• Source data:
────────────────────────────────────────

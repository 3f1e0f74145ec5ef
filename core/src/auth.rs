//! Credentials and the `Authorization` header they produce.
//!
//! Exactly one header is attached per request. When several credential
//! fields are available the precedence is: username + password (HTTP basic),
//! then username + API key, then access token. With none of them the request
//! goes out unauthenticated.

use base64::engine::general_purpose::STANDARD;
use base64::Engine as _;
use secrecy::{ExposeSecret, SecretString};

/// Authentication material for the Ulule API.
#[derive(Debug, Default)]
pub enum Credentials {
    /// `Authorization: Bearer {username}:{api_key}`
    ApiKey {
        username: String,
        api_key: SecretString,
    },
    /// `Authorization: Bearer {token}`
    AccessToken(SecretString),
    /// `Authorization: Basic base64({username}:{password})`
    Basic {
        username: String,
        password: SecretString,
    },
    #[default]
    Anonymous,
}

impl Credentials {
    pub fn api_key(username: impl Into<String>, api_key: impl Into<String>) -> Self {
        Credentials::ApiKey {
            username: username.into(),
            api_key: SecretString::from(api_key.into()),
        }
    }

    pub fn access_token(token: impl Into<String>) -> Self {
        Credentials::AccessToken(SecretString::from(token.into()))
    }

    pub fn basic(username: impl Into<String>, password: impl Into<String>) -> Self {
        Credentials::Basic {
            username: username.into(),
            password: SecretString::from(password.into()),
        }
    }

    /// Pick a credential from loosely populated fields. Blank strings count as
    /// unset; anything else is used byte for byte.
    pub fn from_fields(
        username: Option<&str>,
        password: Option<&str>,
        api_key: Option<&str>,
        access_token: Option<&str>,
    ) -> Self {
        fn set(field: Option<&str>) -> Option<&str> {
            field.filter(|value| !value.trim().is_empty())
        }

        match (set(username), set(password), set(api_key), set(access_token)) {
            (Some(user), Some(password), _, _) => Credentials::basic(user, password),
            (Some(user), None, Some(key), _) => Credentials::api_key(user, key),
            (_, _, _, Some(token)) => Credentials::access_token(token),
            _ => Credentials::Anonymous,
        }
    }

    /// Read `ULULE_USERNAME`, `ULULE_PASSWORD`, `ULULE_APIKEY` and
    /// `ULULE_ACCESS_TOKEN`.
    pub fn from_env() -> Self {
        let var = |name: &str| std::env::var(name).ok();
        let username = var("ULULE_USERNAME");
        let password = var("ULULE_PASSWORD");
        let api_key = var("ULULE_APIKEY");
        let access_token = var("ULULE_ACCESS_TOKEN");

        Self::from_fields(
            username.as_deref(),
            password.as_deref(),
            api_key.as_deref(),
            access_token.as_deref(),
        )
    }

    /// Value of the `Authorization` header, or `None` for anonymous access.
    pub fn authorization(&self) -> Option<String> {
        match self {
            Credentials::Basic { username, password } => {
                let pair = format!("{username}:{}", password.expose_secret());
                Some(format!("Basic {}", STANDARD.encode(pair)))
            }
            Credentials::ApiKey { username, api_key } => {
                Some(format!("Bearer {username}:{}", api_key.expose_secret()))
            }
            Credentials::AccessToken(token) => Some(format!("Bearer {}", token.expose_secret())),
            Credentials::Anonymous => None,
        }
    }

    /// Short label for logs; never includes secret material.
    pub fn kind(&self) -> &'static str {
        match self {
            Credentials::ApiKey { .. } => "api_key",
            Credentials::AccessToken(_) => "access_token",
            Credentials::Basic { .. } => "basic",
            Credentials::Anonymous => "anonymous",
        }
    }
}

#[cfg(test)]
mod tests {
    use super::*;

    #[test]
    fn api_key_header_joins_username_and_key() {
        let creds = Credentials::api_key("alice", "s3cret");
        assert_eq!(creds.authorization().as_deref(), Some("Bearer alice:s3cret"));
    }

    #[test]
    fn access_token_header() {
        let creds = Credentials::access_token("tok-123");
        assert_eq!(creds.authorization().as_deref(), Some("Bearer tok-123"));
    }

    #[test]
    fn basic_header_is_base64_encoded() {
        let creds = Credentials::basic("Aladdin", "open sesame");
        assert_eq!(
            creds.authorization().as_deref(),
            Some("Basic QWxhZGRpbjpvcGVuIHNlc2FtZQ==")
        );
    }

    #[test]
    fn anonymous_sends_no_header() {
        assert!(Credentials::Anonymous.authorization().is_none());
        assert!(Credentials::default().authorization().is_none());
    }

    #[test]
    fn password_wins_over_api_key_and_token() {
        let creds = Credentials::from_fields(Some("alice"), Some("pw"), Some("key"), Some("tok"));
        assert_eq!(creds.kind(), "basic");
    }

    #[test]
    fn api_key_wins_over_token() {
        let creds = Credentials::from_fields(Some("alice"), None, Some("key"), Some("tok"));
        assert_eq!(creds.authorization().as_deref(), Some("Bearer alice:key"));
    }

    #[test]
    fn token_used_without_username() {
        let creds = Credentials::from_fields(None, Some("pw"), Some("key"), Some("tok"));
        assert_eq!(creds.authorization().as_deref(), Some("Bearer tok"));
    }

    #[test]
    fn empty_fields_are_unset() {
        let creds = Credentials::from_fields(Some(""), Some(""), Some(""), Some("  "));
        assert_eq!(creds.kind(), "anonymous");
    }

    #[test]
    fn surrounding_spaces_are_part_of_the_secret() {
        let creds = Credentials::from_fields(Some("alice"), None, Some(" key "), None);
        assert_eq!(creds.authorization().as_deref(), Some("Bearer alice: key "));

        let creds = Credentials::from_fields(Some("Aladdin"), Some("open sesame "), None, None);
        let expected = format!("Basic {}", STANDARD.encode("Aladdin:open sesame "));
        assert_eq!(creds.authorization(), Some(expected));

        let creds = Credentials::from_fields(None, None, None, Some("\ttok"));
        assert_eq!(creds.authorization().as_deref(), Some("Bearer \ttok"));
    }

    #[test]
    fn debug_output_redacts_secrets() {
        let creds = Credentials::api_key("alice", "s3cret");
        let debug = format!("{creds:?}");
        assert!(debug.contains("alice"));
        assert!(!debug.contains("s3cret"));
    }
}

────────────────────────────────────────

• Directions: From the data, pick out every line that includes "pair".

• Exercise output:
                let pair = format!("{username}:{}", password.expose_secret());
                Some(format!("Basic {}", STANDARD.encode(pair)))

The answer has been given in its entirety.